And that would then have that ongoing and knock on psychological effect on Baghdad. And it hasn't happened in the south yet for all sorts of reasons, no doubt. So I'm just interested whether you think that the psychological -- the dependence on psychological warfare in this war has worked out as you expect it at this point?

KING: General Clark?

CLARK: Well, I think it's too early to judge. Obviously, the greatest hopes and the greatest expectations weren't fulfilled here. But Psyops tends to be something you can only evaluate the effectiveness of after the campaign.

So it's possible that without the psychological operations, the resistance would have been much greater. We just don't know. But certainly the early expectations were disappointed.

However, as people have been saying, there may be a tipping point in this. And what we're seeing in Basra, as you know, is that the top leadership is fleeing. Once they flee, Basra falls apart. The same thing's going to be happening in Baghdad.

KING: Nic, you have one other question quickly?

ROBERTSON: I do. I have a quick question for both the generals or either general. We saw with the -- where PFC Lynch was snatched from Iraqi hospital in Nasiriya. The doctor there or whatever doctors have been giving information to the coalition forces about PFC Lynch in the hospital, clearly there's a lot that goes on that we don't see about.

Give us an idea, if you will, about what's going on around Baghdad, that we're just now seeing and hearing, because we get such a very limited view through the television lens, if you will, of actually what's going in the war?

KING: General Grange?

GRANGE: Well, I think there's a lot of that going on.
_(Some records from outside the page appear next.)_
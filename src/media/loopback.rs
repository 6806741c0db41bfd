//! In-memory connection backend.
//!
//! Produces deterministic session descriptions that list the attached senders, reports one
//! synthetic host candidate and `connected` as soon as both descriptions are applied, and
//! surfaces the remote side's senders as remote tracks. Used by headless demo runs and tests.

use std::collections::{HashMap, HashSet};
use std::sync::Arc;

use async_trait::async_trait;
use tokio::sync::{mpsc, Mutex};
use tracing::{debug, warn};

use crate::error::{Error, Result};
use crate::media::connection::{ConnectionEvent, ConnectionFactory, LinkState, MediaConnection};
use crate::media::{LocalTrack, RemoteTrack, TrackKind};
use crate::signaling::protocol::{IceCandidate, SdpKind, SessionDescription};

#[derive(Default)]
pub struct LoopbackFactory {
    connections: Mutex<HashMap<String, Arc<LoopbackConnection>>>,
}

impl LoopbackFactory {
    pub fn new() -> Self {
        Self::default()
    }

    /// Most recent connection created towards `peer_id`.
    pub async fn connection(&self, peer_id: &str) -> Option<Arc<LoopbackConnection>> {
        self.connections.lock().await.get(peer_id).cloned()
    }

    pub async fn created(&self) -> usize {
        self.connections.lock().await.len()
    }
}

#[async_trait]
impl ConnectionFactory for LoopbackFactory {
    async fn create(
        &self,
        peer_id: &str,
        events: mpsc::Sender<ConnectionEvent>,
    ) -> Result<Arc<dyn MediaConnection>> {
        let conn = Arc::new(LoopbackConnection {
            peer_id: peer_id.to_string(),
            events,
            inner: Mutex::new(Inner::default()),
        });
        self.connections
            .lock()
            .await
            .insert(peer_id.to_string(), conn.clone());
        Ok(conn)
    }
}

#[derive(Debug, Clone, Copy, PartialEq, Eq, Default)]
enum Signaling {
    #[default]
    Stable,
    HaveLocalOffer,
    HaveRemoteOffer,
}

struct Sender {
    kind: TrackKind,
    track_id: String,
    stream_id: String,
}

#[derive(Default)]
struct Inner {
    signaling: Signaling,
    senders: Vec<Sender>,
    pending_local: Option<SessionDescription>,
    current_local: Option<SessionDescription>,
    remote: Option<SessionDescription>,
    seen_remote_tracks: HashSet<String>,
    remote_candidates: Vec<IceCandidate>,
    offers_created: usize,
    version: u64,
    connected: bool,
    closed: bool,
}

impl Inner {
    fn describe(&mut self, kind: SdpKind) -> SessionDescription {
        self.version += 1;
        let mut sdp = format!(
            "v=0\r\no=loopback 0 {} IN IP4 127.0.0.1\r\ns=-\r\nt=0 0\r\n",
            self.version
        );
        for sender in &self.senders {
            let media = match sender.kind {
                TrackKind::Audio => "audio",
                TrackKind::Video => "video",
            };
            sdp.push_str(&format!(
                "m={}\r\na=msid:{} {}\r\n",
                media, sender.stream_id, sender.track_id
            ));
        }
        SessionDescription { kind, sdp }
    }

    fn ensure_open(&self) -> Result<()> {
        if self.closed {
            Err(Error::Closed)
        } else {
            Ok(())
        }
    }
}

pub struct LoopbackConnection {
    peer_id: String,
    events: mpsc::Sender<ConnectionEvent>,
    inner: Mutex<Inner>,
}

impl LoopbackConnection {
    /// Kinds of the attached senders, in attach order.
    pub async fn sender_kinds(&self) -> Vec<TrackKind> {
        self.inner.lock().await.senders.iter().map(|s| s.kind).collect()
    }

    pub async fn sender_track_ids(&self) -> Vec<String> {
        self.inner
            .lock()
            .await
            .senders
            .iter()
            .map(|s| s.track_id.clone())
            .collect()
    }

    pub async fn offers_created(&self) -> usize {
        self.inner.lock().await.offers_created
    }

    pub async fn remote_candidates(&self) -> usize {
        self.inner.lock().await.remote_candidates.len()
    }

    pub async fn is_closed(&self) -> bool {
        self.inner.lock().await.closed
    }

    /// Report the link as failed, as ICE would after losing every candidate pair.
    pub fn fail_link(&self) {
        self.emit(ConnectionEvent::LinkStateChanged {
            peer_id: self.peer_id.clone(),
            state: LinkState::Failed,
        });
    }

    // The session loop consumes these events and may be the caller of this connection, so
    // never wait for channel capacity here.
    fn emit(&self, event: ConnectionEvent) {
        if let Err(e) = self.events.try_send(event) {
            warn!("Loopback event for {} dropped: {}", self.peer_id, e);
        }
    }

    fn remote_tracks(&self, inner: &mut Inner, description: &SessionDescription) {
        let mut kind = None;
        for line in description.sdp.lines() {
            if let Some(media) = line.strip_prefix("m=") {
                kind = match media.split_whitespace().next() {
                    Some("audio") => Some(TrackKind::Audio),
                    Some("video") => Some(TrackKind::Video),
                    _ => None,
                };
            } else if let Some(msid) = line.strip_prefix("a=msid:") {
                let mut parts = msid.split_whitespace();
                let (Some(stream_id), Some(track_id), Some(kind)) = (parts.next(), parts.next(), kind)
                else {
                    continue;
                };
                if inner.seen_remote_tracks.insert(track_id.to_string()) {
                    self.emit(ConnectionEvent::RemoteTrack {
                        peer_id: self.peer_id.clone(),
                        stream_id: stream_id.to_string(),
                        track: RemoteTrack {
                            id: track_id.to_string(),
                            kind,
                            handle: None,
                        },
                    });
                }
            }
        }
    }

    fn maybe_connect(&self, inner: &mut Inner) {
        if inner.connected || inner.current_local.is_none() || inner.remote.is_none() {
            return;
        }
        inner.connected = true;
        self.emit(ConnectionEvent::IceCandidate {
            peer_id: self.peer_id.clone(),
            candidate: IceCandidate {
                candidate: "candidate:1 1 udp 2130706431 127.0.0.1 9 typ host".to_string(),
                sdp_mid: Some("0".to_string()),
                sdp_mline_index: Some(0),
                username_fragment: None,
            },
        });
        self.emit(ConnectionEvent::LinkStateChanged {
            peer_id: self.peer_id.clone(),
            state: LinkState::Connected,
        });
    }
}

#[async_trait]
impl MediaConnection for LoopbackConnection {
    async fn create_offer(&self) -> Result<SessionDescription> {
        let mut inner = self.inner.lock().await;
        inner.ensure_open()?;
        if inner.signaling == Signaling::HaveRemoteOffer {
            return Err(Error::negotiation("cannot offer while a remote offer is pending"));
        }
        let offer = inner.describe(SdpKind::Offer);
        inner.pending_local = Some(offer.clone());
        inner.signaling = Signaling::HaveLocalOffer;
        inner.offers_created += 1;
        Ok(offer)
    }

    async fn create_answer(&self) -> Result<SessionDescription> {
        let mut inner = self.inner.lock().await;
        inner.ensure_open()?;
        if inner.signaling != Signaling::HaveRemoteOffer {
            return Err(Error::negotiation("no remote offer to answer"));
        }
        let answer = inner.describe(SdpKind::Answer);
        inner.current_local = Some(answer.clone());
        inner.signaling = Signaling::Stable;
        self.maybe_connect(&mut inner);
        Ok(answer)
    }

    async fn set_remote_description(&self, description: SessionDescription) -> Result<()> {
        let mut inner = self.inner.lock().await;
        inner.ensure_open()?;
        if !description.sdp.starts_with("v=0") {
            return Err(Error::negotiation("malformed session description"));
        }

        match description.kind {
            SdpKind::Offer => {
                if inner.signaling == Signaling::HaveLocalOffer {
                    return Err(Error::negotiation("remote offer collides with local offer"));
                }
                inner.signaling = Signaling::HaveRemoteOffer;
            }
            SdpKind::Answer | SdpKind::Pranswer => {
                if inner.signaling != Signaling::HaveLocalOffer {
                    return Err(Error::negotiation("answer without a local offer"));
                }
                inner.current_local = inner.pending_local.take();
                inner.signaling = Signaling::Stable;
            }
            SdpKind::Rollback => {
                return Err(Error::negotiation("remote rollback is not supported"));
            }
        }

        self.remote_tracks(&mut inner, &description);
        inner.remote = Some(description);
        self.maybe_connect(&mut inner);
        Ok(())
    }

    async fn rollback(&self) -> Result<()> {
        let mut inner = self.inner.lock().await;
        inner.ensure_open()?;
        if inner.signaling != Signaling::HaveLocalOffer {
            return Err(Error::negotiation("no local offer to roll back"));
        }
        inner.pending_local = None;
        inner.signaling = Signaling::Stable;
        debug!("Loopback connection to {} rolled back", self.peer_id);
        Ok(())
    }

    async fn add_ice_candidate(&self, candidate: IceCandidate) -> Result<()> {
        let mut inner = self.inner.lock().await;
        inner.ensure_open()?;
        if inner.remote.is_none() {
            return Err(Error::negotiation("candidate before remote description"));
        }
        inner.remote_candidates.push(candidate);
        Ok(())
    }

    async fn add_track(&self, track: &LocalTrack) -> Result<()> {
        let mut inner = self.inner.lock().await;
        inner.ensure_open()?;
        inner.senders.push(Sender {
            kind: track.kind(),
            track_id: track.id().to_string(),
            stream_id: track.stream_id().to_string(),
        });
        Ok(())
    }

    async fn replace_track(&self, track: &LocalTrack) -> Result<()> {
        let mut inner = self.inner.lock().await;
        inner.ensure_open()?;
        let sender = inner
            .senders
            .iter_mut()
            .find(|s| s.kind == track.kind())
            .ok_or_else(|| Error::media(format!("no {:?} sender", track.kind())))?;
        sender.track_id = track.id().to_string();
        sender.stream_id = track.stream_id().to_string();
        Ok(())
    }

    async fn close(&self) -> Result<()> {
        let mut inner = self.inner.lock().await;
        if inner.closed {
            return Ok(());
        }
        inner.closed = true;
        inner.senders.clear();
        self.emit(ConnectionEvent::LinkStateChanged {
            peer_id: self.peer_id.clone(),
            state: LinkState::Closed,
        });
        Ok(())
    }
}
And there's a lot of contact with everyday working people, as well as some high officials to get information, to try to get the -- a feel for the morale, the chance of hope to continue with this war going on everyday.

I think that the rescue operation, because of the Iraqi participation and given the information for that, that needs to be exploited a little bit. And I mean exploited in a good way. Take a million dollars out of the reward for bin Laden, the $25 million. Give a million dollars to that Iraqi citizen, that put his wife and family on the line to help an American soldier, and you'll have an effect. Those kind of things are so important to make this thing go.

KING: Thank you, General Grange. And thank you, General Clark. We'll be calling on both of you again. Nic Robertson in -- on the Jordanian-Iraqi border and Christiane Amanpour in London will remain with us. And when we come back, we'll be joined by Ambassador Salem Al-Sabeh, the Kuwait ambassador to the United States and Ambassador Faruk Logoglu. He is the Turkish ambassador to the United States.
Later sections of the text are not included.